Until about 20 years ago, this was not at all usual. It was normal to guide one's practice by personal experience, colleagues' anecdotes and the recommendations of experts. This approach led physicians widely astray. We prescribed estrogen millions of times to lower the risk of heart disease when it turned out that it doesn't. We transfused blood aggressively into anemic ICU patients; SSRI antidepressessants have been prescribed for mild to moderate depression to 15 per cent of American adults; the most commonly performed operation became arthroscopy for arthritic knee joints – none of these work better than placebo.

Doctors have concluded that intuitive approaches based on our always incomplete understanding of pathologies are not reliable. The Evidence Based Medicine movement has upended the discipline, and done more to wring quackery from it than any number of exams and regulatory measures. What it says is, 'nevermind what you think should work, look at the objective data.'

One might have thought physicians would have done that long ago. But we clung – we still cling sometimes, that arthroscopy data only emerged a year ago – to a process that begins with an understanding of a problem and proceeds to its solution through that understanding. Women with falling estrogen levels have increasing risk for heart attacks. Replace the estrogen and reduce the risk, it only makes sense. Except that it isn't so. We flatter ourselves in imagining that our understanding of the body is complete enough for this to work reliably.

And we flatter ourselves when we make decisions about the use of violence on people who frighten us based on our interior senses of appropriateness and justice. Clearly, Western leaders can talk themselves into anything. Hanging naked men by chains until they freeze to death. Rectal feeding. Take a few seconds and imagine what that means.

Let's strip our flawed and empty morality from the decision making process and make the coldest and least emotional decisions possible about the use of violence. Let's rival Henry Kissinger at the peak of his bloodless realpolitik and embrace undiluted pragmatism. The data have been collected, the studies have been done.

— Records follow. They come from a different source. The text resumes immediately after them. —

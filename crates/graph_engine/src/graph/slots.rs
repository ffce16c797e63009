//! Typed slot schema and slot values
//!
//! Every node type declares an ordered input and output schema of
//! [`SlotDesc`] entries. Wiring is validated against the schema: a connection
//! is only accepted when the producer's and consumer's data types match by
//! exact tag and the consumer's array mode admits the produced shape.
//!
//! Values flowing along edges are [`SlotValue`] — a closed tagged union, so
//! every access site is an exhaustive match rather than a downcast.

use crate::foundation::collections::BoundedArray;
use crate::vulkan::MAX_SWAPCHAIN_IMAGES;
use ash::vk;
use nalgebra::{Matrix4, Vector2, Vector3, Vector4};
use std::fmt;

/// How a slot participates in recompilation
#[derive(Debug, Clone, Copy, PartialEq, Eq)]
pub enum SlotRole {
    /// Changes to this input force the consumer to recompile
    Dependency,
    /// Consumed at execute time; changes never force a recompile
    Execute,
    /// Execute-time only, never sampled at compile
    ExecuteOnly,
}

/// Whether a slot must be wired
#[derive(Debug, Clone, Copy, PartialEq, Eq)]
pub enum SlotNullability {
    /// Compile fails when unwired
    Required,
    /// May be left unwired
    Optional,
}

/// Access the consumer is granted on a slot
#[derive(Debug, Clone, Copy, PartialEq, Eq)]
pub enum SlotMutability {
    /// Read-only access
    ReadOnly,
    /// Read and write access
    ReadWrite,
    /// Write-only access
    WriteOnly,
}

/// Visibility scope of a slot's resource
#[derive(Debug, Clone, Copy, PartialEq, Eq)]
pub enum SlotScope {
    /// Visible to the owning node and its direct consumers
    NodeLevel,
    /// Visible across the whole graph
    GraphLevel,
}

/// Shape of values accepted by a slot
#[derive(Debug, Clone, Copy, PartialEq, Eq)]
pub enum SlotArrayMode {
    /// Exactly one value at index 0
    Single,
    /// A fixed set of indexed values
    Array,
    /// An open-ended set of indexed values
    Variadic,
}

/// Exact data-type tag carried by a slot
#[derive(Debug, Clone, Copy, PartialEq, Eq, Hash)]
pub enum SlotDataType {
    /// 32-bit unsigned scalar
    U32,
    /// 64-bit unsigned scalar
    U64,
    /// Boolean flag
    Bool,
    /// Host-side byte buffer
    HostBytes,
    /// `VkFence`
    Fence,
    /// `VkSemaphore`
    Semaphore,
    /// Per-image semaphore array
    SemaphoreArray,
    /// Per-image fence array
    FenceArray,
    /// `VkImage`
    Image,
    /// Per-image `VkImage` array
    ImageArray,
    /// `VkImageView`
    ImageView,
    /// Per-image `VkImageView` array
    ImageViewArray,
    /// `VkBuffer`
    Buffer,
    /// `VkSwapchainKHR`
    Swapchain,
    /// `VkRenderPass`
    RenderPass,
    /// `VkPipeline`
    Pipeline,
    /// `VkDescriptorSet`
    DescriptorSet,
    /// `VkCommandBuffer`
    CommandBuffer,
    /// `VkExtent2D`
    Extent,
    /// `VkSurfaceFormatKHR`
    SurfaceFormat,
}

impl fmt::Display for SlotDataType {
    fn fmt(&self, f: &mut fmt::Formatter<'_>) -> fmt::Result {
        write!(f, "{self:?}")
    }
}

/// Semaphore array sized for the swapchain image limit
pub type SemaphoreArray = BoundedArray<vk::Semaphore, MAX_SWAPCHAIN_IMAGES>;
/// Fence array sized for the swapchain image limit
pub type FenceArray = BoundedArray<vk::Fence, MAX_SWAPCHAIN_IMAGES>;
/// Image array sized for the swapchain image limit
pub type ImageArray = BoundedArray<vk::Image, MAX_SWAPCHAIN_IMAGES>;
/// Image-view array sized for the swapchain image limit
pub type ImageViewArray = BoundedArray<vk::ImageView, MAX_SWAPCHAIN_IMAGES>;

/// A value carried along a graph edge
#[derive(Debug, Clone)]
pub enum SlotValue {
    /// 32-bit unsigned scalar
    U32(u32),
    /// 64-bit unsigned scalar
    U64(u64),
    /// Boolean flag
    Bool(bool),
    /// Host-side byte buffer
    HostBytes(Vec<u8>),
    /// `VkFence`
    Fence(vk::Fence),
    /// `VkSemaphore`
    Semaphore(vk::Semaphore),
    /// Per-image semaphore array
    SemaphoreArray(SemaphoreArray),
    /// Per-image fence array
    FenceArray(FenceArray),
    /// `VkImage`
    Image(vk::Image),
    /// Per-image `VkImage` array
    ImageArray(ImageArray),
    /// `VkImageView`
    ImageView(vk::ImageView),
    /// Per-image `VkImageView` array
    ImageViewArray(ImageViewArray),
    /// `VkBuffer`
    Buffer(vk::Buffer),
    /// `VkSwapchainKHR`
    Swapchain(vk::SwapchainKHR),
    /// `VkRenderPass`
    RenderPass(vk::RenderPass),
    /// `VkPipeline`
    Pipeline(vk::Pipeline),
    /// `VkDescriptorSet`
    DescriptorSet(vk::DescriptorSet),
    /// `VkCommandBuffer`
    CommandBuffer(vk::CommandBuffer),
    /// `VkExtent2D`
    Extent(vk::Extent2D),
    /// `VkSurfaceFormatKHR`
    SurfaceFormat(vk::SurfaceFormatKHR),
}

impl SlotValue {
    /// The exact type tag of this value
    pub fn data_type(&self) -> SlotDataType {
        match self {
            Self::U32(_) => SlotDataType::U32,
            Self::U64(_) => SlotDataType::U64,
            Self::Bool(_) => SlotDataType::Bool,
            Self::HostBytes(_) => SlotDataType::HostBytes,
            Self::Fence(_) => SlotDataType::Fence,
            Self::Semaphore(_) => SlotDataType::Semaphore,
            Self::SemaphoreArray(_) => SlotDataType::SemaphoreArray,
            Self::FenceArray(_) => SlotDataType::FenceArray,
            Self::Image(_) => SlotDataType::Image,
            Self::ImageArray(_) => SlotDataType::ImageArray,
            Self::ImageView(_) => SlotDataType::ImageView,
            Self::ImageViewArray(_) => SlotDataType::ImageViewArray,
            Self::Buffer(_) => SlotDataType::Buffer,
            Self::Swapchain(_) => SlotDataType::Swapchain,
            Self::RenderPass(_) => SlotDataType::RenderPass,
            Self::Pipeline(_) => SlotDataType::Pipeline,
            Self::DescriptorSet(_) => SlotDataType::DescriptorSet,
            Self::CommandBuffer(_) => SlotDataType::CommandBuffer,
            Self::Extent(_) => SlotDataType::Extent,
            Self::SurfaceFormat(_) => SlotDataType::SurfaceFormat,
        }
    }

    /// The scalar when this is a `U32`
    pub fn as_u32(&self) -> Option<u32> {
        match self {
            Self::U32(value) => Some(*value),
            _ => None,
        }
    }

    /// The scalar when this is a `U64`
    pub fn as_u64(&self) -> Option<u64> {
        match self {
            Self::U64(value) => Some(*value),
            _ => None,
        }
    }

    /// The flag when this is a `Bool`
    pub fn as_bool(&self) -> Option<bool> {
        match self {
            Self::Bool(value) => Some(*value),
            _ => None,
        }
    }

    /// The bytes when this is `HostBytes`
    pub fn as_host_bytes(&self) -> Option<&[u8]> {
        match self {
            Self::HostBytes(bytes) => Some(bytes),
            _ => None,
        }
    }

    /// The handle when this is a `Fence`
    pub fn as_fence(&self) -> Option<vk::Fence> {
        match self {
            Self::Fence(fence) => Some(*fence),
            _ => None,
        }
    }

    /// The handle when this is a `Semaphore`
    pub fn as_semaphore(&self) -> Option<vk::Semaphore> {
        match self {
            Self::Semaphore(semaphore) => Some(*semaphore),
            _ => None,
        }
    }

    /// The array when this is a `SemaphoreArray`
    pub fn as_semaphore_array(&self) -> Option<&SemaphoreArray> {
        match self {
            Self::SemaphoreArray(array) => Some(array),
            _ => None,
        }
    }

    /// The array when this is a `FenceArray`
    pub fn as_fence_array(&self) -> Option<&FenceArray> {
        match self {
            Self::FenceArray(array) => Some(array),
            _ => None,
        }
    }

    /// The array when this is an `ImageArray`
    pub fn as_image_array(&self) -> Option<&ImageArray> {
        match self {
            Self::ImageArray(array) => Some(array),
            _ => None,
        }
    }

    /// The handle when this is a `Swapchain`
    pub fn as_swapchain(&self) -> Option<vk::SwapchainKHR> {
        match self {
            Self::Swapchain(swapchain) => Some(*swapchain),
            _ => None,
        }
    }

    /// The extent when this is an `Extent`
    pub fn as_extent(&self) -> Option<vk::Extent2D> {
        match self {
            Self::Extent(extent) => Some(*extent),
            _ => None,
        }
    }
}

/// Description of one input or output slot
#[derive(Debug, Clone, Copy, PartialEq, Eq)]
pub struct SlotDesc {
    /// Slot name, for diagnostics only
    pub name: &'static str,
    /// Exact type tag accepted or produced
    pub data_type: SlotDataType,
    /// Whether the slot must be wired
    pub nullability: SlotNullability,
    /// Recompilation role
    pub role: SlotRole,
    /// Access granted to consumers
    pub mutability: SlotMutability,
    /// Visibility scope
    pub scope: SlotScope,
    /// Shape of values accepted
    pub array_mode: SlotArrayMode,
}

impl SlotDesc {
    /// A required execute-role single slot, the most common shape
    pub const fn new(name: &'static str, data_type: SlotDataType) -> Self {
        Self {
            name,
            data_type,
            nullability: SlotNullability::Required,
            role: SlotRole::Execute,
            mutability: SlotMutability::ReadOnly,
            scope: SlotScope::NodeLevel,
            array_mode: SlotArrayMode::Single,
        }
    }

    /// Make this a dependency-role slot
    pub const fn dependency(mut self) -> Self {
        self.role = SlotRole::Dependency;
        self
    }

    /// Make this an execute-only slot
    pub const fn execute_only(mut self) -> Self {
        self.role = SlotRole::ExecuteOnly;
        self
    }

    /// Allow the slot to remain unwired
    pub const fn optional(mut self) -> Self {
        self.nullability = SlotNullability::Optional;
        self
    }

    /// Accept a fixed array of values
    pub const fn array(mut self) -> Self {
        self.array_mode = SlotArrayMode::Array;
        self
    }

    /// Accept an open-ended array of values
    pub const fn variadic(mut self) -> Self {
        self.array_mode = SlotArrayMode::Variadic;
        self
    }

    /// Grant consumers write access
    pub const fn read_write(mut self) -> Self {
        self.mutability = SlotMutability::ReadWrite;
        self
    }

    /// Make the resource graph-visible
    pub const fn graph_scope(mut self) -> Self {
        self.scope = SlotScope::GraphLevel;
        self
    }

    /// Whether the array mode admits a wire at the given index
    pub fn admits_index(&self, index: u32) -> bool {
        match self.array_mode {
            SlotArrayMode::Single => index == 0,
            SlotArrayMode::Array | SlotArrayMode::Variadic => true,
        }
    }
}

/// Tagged parameter value attached to a node instance
#[derive(Debug, Clone, PartialEq)]
pub enum ParameterValue {
    /// Signed integer
    Int(i32),
    /// Unsigned integer
    UInt(u32),
    /// Single-precision float
    Float(f32),
    /// Boolean flag
    Bool(bool),
    /// Text value
    Text(String),
    /// 2-component vector
    Vec2(Vector2<f32>),
    /// 3-component vector
    Vec3(Vector3<f32>),
    /// 4-component vector
    Vec4(Vector4<f32>),
    /// 4x4 matrix
    Mat4(Matrix4<f32>),
}

impl ParameterValue {
    /// The float when this holds one
    pub fn as_f32(&self) -> Option<f32> {
        match self {
            Self::Float(value) => Some(*value),
            _ => None,
        }
    }

    /// The unsigned integer when this holds one
    pub fn as_u32(&self) -> Option<u32> {
        match self {
            Self::UInt(value) => Some(*value),
            _ => None,
        }
    }

    /// The flag when this holds one
    pub fn as_bool(&self) -> Option<bool> {
        match self {
            Self::Bool(value) => Some(*value),
            _ => None,
        }
    }

    /// The vector when this holds a `Vec4`
    pub fn as_vec4(&self) -> Option<Vector4<f32>> {
        match self {
            Self::Vec4(value) => Some(*value),
            _ => None,
        }
    }
}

Torture does not work. Invading and occupying Afghanistan did not work. Invading and occupying Iraq did not work. Bombing Libya did not work. Never mind the empty anguish of liberals and the reflexive aggression of the right: these strategies fail. Wrong or not, they are a waste of effort. Of money, even.

Brutality, as an instrument of national policy, has intoxicated the West for more than a decade. The drug needs to be pulled from the shelves.